Sarah Polley delivers a bittersweet and compelling autobiographical family portrait.

Great stories have a way of staying with us. Some, over time, may even take on a life of their own. So it proves in Sarah Polley's sublime cine-memoir Stories We Tell, a tender, candid and thrilling exploration of truth, memory and the nature of perspective.

Comprised of faux-home movie Super 8 footage and first-hand interviews with a selection of close family and friends, Polley constructs a self-indulgently personal yet authentically engaging portrait of the complex relationship that has in no small part shaped Polley's identity. To say anything more would be to spoil the experience of seeing the uniquely revelatory drama unfold. In fact, we strongly advise you go in with a little prior knowledge of the film's subject as possible.

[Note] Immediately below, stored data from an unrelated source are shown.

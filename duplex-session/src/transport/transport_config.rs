use serde::Deserialize;

/// Settings for the direct peer connection.
#[derive(Debug, Clone, Deserialize)]
#[serde(default)]
pub struct TransportConfig {
    pub ice_servers: Vec<String>,
    pub data_channel_label: String,
    /// Gather candidates on loopback interfaces too (single-host setups).
    pub include_loopback_candidates: bool,
}

impl Default for TransportConfig {
    fn default() -> Self {
        Self {
            ice_servers: vec!["stun:stun.l.google.com:19302".to_owned()],
            data_channel_label: "chat".to_owned(),
            include_loopback_candidates: false,
        }
    }
}
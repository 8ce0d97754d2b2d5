use crate::error::StoreError;
use crate::room::{Role, RoomAssignment};
use crate::signaling::SignalingChannel;
use duplex_core::{PeerId, RoomDocument, RoomId, RoomPatch};
use std::sync::Arc;
use tracing::{info, warn};

/// Role taken from one snapshot, plus the write that reserves it.
#[derive(Debug, Clone, PartialEq)]
pub struct RoleDecision {
    pub role: Role,
    pub write: Option<RoomPatch>,
}

/// Pure role decision. Idempotent: a peer that already holds `offerBy`
/// keeps its role on every call.
pub fn decide_role(
    self_id: &PeerId,
    peer_id: &PeerId,
    snapshot: Option<&RoomDocument>,
) -> RoleDecision {
    let Some(doc) = snapshot else {
        return RoleDecision {
            role: Role::Caller,
            write: Some(RoomPatch::create(self_id, peer_id)),
        };
    };

    if !doc.has_offer() {
        // Last write wins if the peer claims at the same time; the offer
        // exchange settles it on the next room change.
        let write = doc
            .offer_by
            .is_none()
            .then(|| RoomPatch::claim_caller(self_id));
        return RoleDecision {
            role: Role::Caller,
            write,
        };
    }

    let role = if doc.is_offered_by(self_id) {
        Role::Caller
    } else {
        Role::Answerer
    };
    RoleDecision { role, write: None }
}

pub struct RoleResolver {
    channel: Arc<dyn SignalingChannel>,
}

impl RoleResolver {
    pub fn new(channel: Arc<dyn SignalingChannel>) -> Self {
        Self { channel }
    }

    /// Reads the room authoritatively and takes a role, creating the room on
    /// first contact.
    pub async fn resolve(
        &self,
        self_id: &PeerId,
        peer_id: &PeerId,
    ) -> Result<RoomAssignment, StoreError> {
        let room_id = RoomId::for_peers(self_id, peer_id);
        let snapshot = self.channel.get(&room_id).await?;
        let decision = decide_role(self_id, peer_id, snapshot.as_ref());

        if let Some(patch) = decision.write {
            match (snapshot.is_none(), self.channel.set_merge(&room_id, patch).await) {
                (_, Ok(())) => {}
                (true, Err(e)) => return Err(e),
                (false, Err(e)) => warn!("Failed to claim caller role in {}: {}", room_id, e),
            }
        }

        info!("{} resolved role {} in room {}", self_id, decision.role, room_id);
        Ok(RoomAssignment {
            room_id,
            role: decision.role,
        })
    }

    /// Restart after the peer left: always take the caller role, creating a
    /// fresh generation of the room if it was collected.
    pub async fn claim_caller(
        &self,
        self_id: &PeerId,
        peer_id: &PeerId,
    ) -> Result<RoomAssignment, StoreError> {
        let room_id = RoomId::for_peers(self_id, peer_id);
        let patch = match self.channel.get(&room_id).await? {
            None => RoomPatch::create(self_id, peer_id),
            Some(_) => RoomPatch::claim_caller(self_id),
        };
        self.channel.set_merge(&room_id, patch).await?;

        info!("{} reclaimed role {} in room {}", self_id, Role::Caller, room_id);
        Ok(RoomAssignment {
            room_id,
            role: Role::Caller,
        })
    }
}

Though some will see this as a change of pace from Polley, there are certain parallels between this and the writer/director's previous features Away From Her and Take This Waltz, the latter in particular shares the same self-reflexive observations on everyday intimacy. The major difference is that this is specifically film as therapy, and while there's an argument to be had over Polley's readiness to exploit her own flesh and blood for artistic merit, it's important to note that she lays herself bare more so than anyone who appears in the film.

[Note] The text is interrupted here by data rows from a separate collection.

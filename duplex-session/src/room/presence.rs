use crate::error::StoreError;
use crate::signaling::{AtomicWrite, SignalingChannel};
use duplex_core::{PeerId, RoomDocument, RoomId, RoomPatch};
use std::collections::BTreeSet;
use std::sync::Arc;
use tracing::{debug, info};

/// Presence-derived status: both sessions open at the same time, or not.
#[derive(Debug, Clone, Copy, Default, PartialEq, Eq)]
pub enum ConnectionStatus {
    #[default]
    Connecting,
    Connected,
}

#[derive(Debug, Clone, Copy, PartialEq, Eq)]
pub struct PresenceUpdate {
    pub status: ConnectionStatus,
    /// The peer dropped out of a room both of us were in.
    pub renegotiate: bool,
}

/// Maintains this peer's entry in `joinedUsers` and interprets changes to it.
pub struct PresenceTracker {
    channel: Arc<dyn SignalingChannel>,
    self_id: PeerId,
    peer_id: PeerId,
    last_joined_count: usize,
}

impl PresenceTracker {
    pub fn new(channel: Arc<dyn SignalingChannel>, self_id: PeerId, peer_id: PeerId) -> Self {
        Self {
            channel,
            self_id,
            peer_id,
            last_joined_count: 0,
        }
    }

    /// Adds this peer to `joinedUsers`. No-op if already present or if the
    /// room is gone.
    pub async fn join(&self, room_id: &RoomId) -> Result<Option<RoomDocument>, StoreError> {
        let self_id = self.self_id.clone();
        let doc = self
            .channel
            .run_atomic(
                room_id,
                Box::new(move |doc| {
                    let Some(doc) = doc else {
                        return AtomicWrite::Keep;
                    };
                    if doc.is_joined(&self_id) || !doc.is_participant(&self_id) {
                        return AtomicWrite::Keep;
                    }
                    let mut joined = doc.joined_users.clone();
                    joined.insert(self_id);
                    AtomicWrite::Merge(RoomPatch::joined(joined))
                }),
            )
            .await?;

        debug!("{} joined room {}", self.self_id, room_id);
        Ok(doc)
    }

    /// Removes this peer from `joinedUsers`. The last one out deletes the room
    /// and its candidates.
    pub async fn leave(&self, room_id: &RoomId) -> Result<(), StoreError> {
        let self_id = self.self_id.clone();
        let remaining = self
            .channel
            .run_atomic(
                room_id,
                Box::new(move |doc| {
                    let Some(doc) = doc else {
                        return AtomicWrite::Keep;
                    };
                    let joined: BTreeSet<PeerId> = doc
                        .joined_users
                        .iter()
                        .filter(|id| **id != self_id)
                        .cloned()
                        .collect();
                    if joined.is_empty() {
                        AtomicWrite::Delete
                    } else if joined.len() == doc.joined_users.len() {
                        AtomicWrite::Keep
                    } else {
                        AtomicWrite::Merge(RoomPatch::joined(joined))
                    }
                }),
            )
            .await?;

        if remaining.is_none() {
            info!("Room {} is empty, collecting it", room_id);
            self.channel.delete_candidates(room_id).await;
        } else {
            debug!("{} left room {}", self.self_id, room_id);
        }
        Ok(())
    }

    /// Interprets a new `joinedUsers` value. Renegotiation is requested only
    /// when both peers were present and the peer, not this side, went away.
    pub fn observe(&mut self, joined: &BTreeSet<PeerId>) -> PresenceUpdate {
        let has_self = joined.contains(&self.self_id);
        let has_peer = joined.contains(&self.peer_id);

        let renegotiate = self.last_joined_count == 2 && has_self && !has_peer;
        self.last_joined_count = joined.len();

        let status = if has_self && has_peer {
            ConnectionStatus::Connected
        } else {
            ConnectionStatus::Connecting
        };
        PresenceUpdate {
            status,
            renegotiate,
        }
    }

    /// Forgets the previous membership, for a fresh room generation.
    pub fn reset(&mut self) {
        self.last_joined_count = 0;
    }
}
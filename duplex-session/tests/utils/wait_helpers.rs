use anyhow::{Context, Result};
use std::time::Duration;
use tokio::sync::{broadcast, watch};

use duplex_core::{ChatMessage, RoomDocument, RoomId};
use duplex_session::{ChatSession, ConnectionStatus, NegotiationState, SessionEvent};

use super::TestWorld;

/// Timeout for the full offer/answer/candidate exchange (ms).
pub const CONNECTION_TIMEOUT_MS: u64 = 5000;

/// Timeout for a single message or event to show up (ms).
pub const EVENT_TIMEOUT_MS: u64 = 3000;

async fn wait_watch<T>(
    rx: &mut watch::Receiver<T>,
    timeout_ms: u64,
    what: &str,
    predicate: impl FnMut(&T) -> bool,
) -> Result<()> {
    tokio::time::timeout(Duration::from_millis(timeout_ms), rx.wait_for(predicate))
        .await
        .with_context(|| format!("Timeout waiting for {}", what))?
        .with_context(|| format!("Session gone while waiting for {}", what))?;
    Ok(())
}

/// Wait until presence and negotiation both report the peer connected.
pub async fn wait_for_connected(session: &ChatSession) -> Result<()> {
    wait_watch(
        &mut session.status(),
        CONNECTION_TIMEOUT_MS,
        "presence CONNECTED",
        |s| *s == ConnectionStatus::Connected,
    )
    .await?;
    wait_watch(
        &mut session.state(),
        CONNECTION_TIMEOUT_MS,
        "negotiation CONNECTED",
        |s| *s == NegotiationState::Connected,
    )
    .await
}

pub async fn wait_for_state(session: &ChatSession, state: NegotiationState) -> Result<()> {
    wait_watch(&mut session.state(), EVENT_TIMEOUT_MS, "negotiation state", |s| {
        *s == state
    })
    .await
}

pub async fn wait_for_messages(session: &ChatSession, count: usize) -> Result<Vec<ChatMessage>> {
    let mut rx = session.watch_messages();
    wait_watch(&mut rx, EVENT_TIMEOUT_MS, "messages", |log| log.len() >= count).await?;
    let log = rx.borrow().clone();
    Ok(log)
}

/// Receive events until one matches, skipping the rest.
pub async fn wait_for_event(
    events: &mut broadcast::Receiver<SessionEvent>,
    mut predicate: impl FnMut(&SessionEvent) -> bool,
) -> Result<SessionEvent> {
    let deadline = tokio::time::Instant::now() + Duration::from_millis(EVENT_TIMEOUT_MS);
    loop {
        let received = tokio::time::timeout_at(deadline, events.recv())
            .await
            .context("Timeout waiting for event")?;
        match received {
            Ok(event) if predicate(&event) => return Ok(event),
            Ok(_) => continue,
            Err(broadcast::error::RecvError::Lagged(skipped)) => {
                tracing::warn!("[WaitHelper] Skipped {} events", skipped);
            }
            Err(broadcast::error::RecvError::Closed) => anyhow::bail!("Event stream closed"),
        }
    }
}

/// Poll the store until the room document satisfies `predicate`
/// (`None` stands for an absent room).
pub async fn wait_for_room(
    world: &TestWorld,
    room_id: &RoomId,
    mut predicate: impl FnMut(Option<&RoomDocument>) -> bool,
) -> Result<Option<RoomDocument>> {
    let deadline = tokio::time::Instant::now() + Duration::from_millis(EVENT_TIMEOUT_MS);
    loop {
        let doc = world.room(room_id).await;
        if predicate(doc.as_ref()) {
            return Ok(doc);
        }
        if tokio::time::Instant::now() > deadline {
            anyhow::bail!("Timeout waiting for room {}", room_id);
        }
        tokio::time::sleep(Duration::from_millis(10)).await;
    }
}
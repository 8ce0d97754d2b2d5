use duplex_session::{NegotiationState, PeerConnectionState, SessionEvent, TransportEvent};

use crate::integration::init_tracing;
use crate::utils::{
    TappedTransportFactory, TestWorld, alice, bob, wait_for_connected, wait_for_event,
    wait_for_messages,
};

#[tokio::test]
async fn test_transport_failure_keeps_session() {
    init_tracing();

    let world = TestWorld::new();
    let tapped = TappedTransportFactory::new(world.network.clone());
    let mut backends = world.backends();
    backends.transports = tapped.clone();

    let mut a = world.open_with(&alice(), &bob(), backends);
    let b = world.open(&bob(), &alice());
    wait_for_connected(&a.session).await.expect("Alice did not connect");
    wait_for_connected(&b.session).await.expect("Bob did not connect");

    let role = *a.session.role().borrow();
    let room_id = a.session.room_id().clone();
    let offer = world.room(&room_id).await.expect("Room missing").offer_sdp;

    // Both peers stay joined while Alice's transport reports trouble
    let tap = tapped.latest().expect("No transport created");
    for state in [PeerConnectionState::Failed, PeerConnectionState::Disconnected] {
        tap.send(TransportEvent::ConnectionStateChanged(state))
            .await
            .expect("Transport feed closed");
    }

    let mut renegotiations = 0;
    wait_for_event(&mut a.events, |e| {
        if matches!(e, SessionEvent::Renegotiating) {
            renegotiations += 1;
        }
        matches!(
            e,
            SessionEvent::TransportState(PeerConnectionState::Disconnected)
        )
    })
    .await
    .expect("Disconnected state was not forwarded");

    assert_eq!(renegotiations, 0);
    assert_eq!(*a.session.role().borrow(), role);
    assert_eq!(*a.session.state().borrow(), NegotiationState::Connected);
    let doc = world.room(&room_id).await.expect("Room missing");
    assert_eq!(doc.offer_sdp, offer);
    assert_eq!(doc.joined_users.len(), 2);

    // The link itself is untouched
    a.session
        .send_message("still here")
        .await
        .expect("Send failed")
        .expect("Data channel not open");
    let log = wait_for_messages(&b.session, 1).await.expect("Bob got nothing");
    assert_eq!(log[0].body, "still here");

    a.session.close().await;
    b.session.close().await;
}
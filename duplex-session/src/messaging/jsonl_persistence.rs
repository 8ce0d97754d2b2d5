use crate::error::PersistenceError;
use crate::messaging::{MessagePersistence, merge_summary, upsert_message};
use async_trait::async_trait;
use duplex_core::{ConversationKey, ConversationSummary, PeerId, StoredMessage};
use std::collections::BTreeMap;
use std::io::ErrorKind;
use std::path::{Path, PathBuf};
use tokio::fs;
use tokio::io::AsyncWriteExt;
use tokio::sync::Mutex;
use tracing::debug;

const SUMMARIES_FILE: &str = "summaries.json";
const SUMMARIES_STAGING_FILE: &str = "summaries.json.tmp";

/// File-backed [`MessagePersistence`]: one `<conversationKey>.jsonl` per
/// conversation, appended to, plus a `summaries.json` keyed by summary id.
pub struct JsonlPersistence {
    dir: PathBuf,
    write_lock: Mutex<()>,
}

impl JsonlPersistence {
    pub fn new(dir: impl Into<PathBuf>) -> Self {
        Self {
            dir: dir.into(),
            write_lock: Mutex::new(()),
        }
    }

    pub fn dir(&self) -> &Path {
        &self.dir
    }

    fn conversation_path(&self, key: &ConversationKey) -> PathBuf {
        self.dir.join(format!("{}.jsonl", key))
    }

    async fn read_optional(path: &Path) -> Result<Option<String>, PersistenceError> {
        match fs::read_to_string(path).await {
            Ok(content) => Ok(Some(content)),
            Err(e) if e.kind() == ErrorKind::NotFound => Ok(None),
            Err(e) => Err(e.into()),
        }
    }

    async fn read_summaries(&self) -> Result<BTreeMap<String, ConversationSummary>, PersistenceError> {
        match Self::read_optional(&self.dir.join(SUMMARIES_FILE)).await? {
            Some(content) => Ok(serde_json::from_str(&content)?),
            None => Ok(BTreeMap::new()),
        }
    }
}

#[async_trait]
impl MessagePersistence for JsonlPersistence {
    async fn save_message(
        &self,
        key: &ConversationKey,
        message: StoredMessage,
    ) -> Result<(), PersistenceError> {
        let mut line = serde_json::to_vec(&message)?;
        line.push(b'\n');

        let _guard = self.write_lock.lock().await;
        fs::create_dir_all(&self.dir).await?;
        let mut file = fs::OpenOptions::new()
            .create(true)
            .append(true)
            .open(self.conversation_path(key))
            .await?;
        file.write_all(&line).await?;
        file.flush().await?;
        Ok(())
    }

    async fn load_messages(
        &self,
        key: &ConversationKey,
    ) -> Result<Vec<StoredMessage>, PersistenceError> {
        let Some(content) = Self::read_optional(&self.conversation_path(key)).await? else {
            return Ok(Vec::new());
        };

        // Later lines for the same id replace earlier ones in place.
        let mut messages = Vec::new();
        for line in content.lines().filter(|l| !l.trim().is_empty()) {
            upsert_message(&mut messages, serde_json::from_str(line)?);
        }
        debug!("Loaded {} messages of {}", messages.len(), key);
        Ok(messages)
    }

    async fn upsert_conversation_summary(
        &self,
        summary: ConversationSummary,
    ) -> Result<(), PersistenceError> {
        let _guard = self.write_lock.lock().await;
        let mut summaries = self.read_summaries().await?;
        let id = summary.id();
        let merged = merge_summary(summaries.get(&id), summary);
        summaries.insert(id, merged);

        // Staged next to the target so the rename replaces it in one step.
        let staging = self.dir.join(SUMMARIES_STAGING_FILE);
        fs::create_dir_all(&self.dir).await?;
        fs::write(&staging, serde_json::to_vec_pretty(&summaries)?).await?;
        fs::rename(&staging, self.dir.join(SUMMARIES_FILE)).await?;
        Ok(())
    }

    async fn conversation_summaries(
        &self,
        owner: &PeerId,
    ) -> Result<Vec<ConversationSummary>, PersistenceError> {
        let mut summaries: Vec<ConversationSummary> = self
            .read_summaries()
            .await?
            .into_values()
            .filter(|s| &s.owner_id == owner)
            .collect();
        summaries.sort_by(|a, b| b.updated_at.cmp(&a.updated_at));
        Ok(summaries)
    }
}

Of course, as director Polley is fully licensed to refract the various testimonies she collates through her own prism of catharsis, though if anything this serves to stimulate deeper reevaluation of the stories that shape and define us.

 

 

Anticipation

Take This Waltz director Sarah Polley tries her hand at documentary. This could be special.

3

Enjoyment

A fearless, fascinating warts-and-all biography that doesn't miss a single emotional beat.

5

In Retrospect

Despite straying slightly off-message in its concluding segment, there's plenty here to warrant repeat viewings.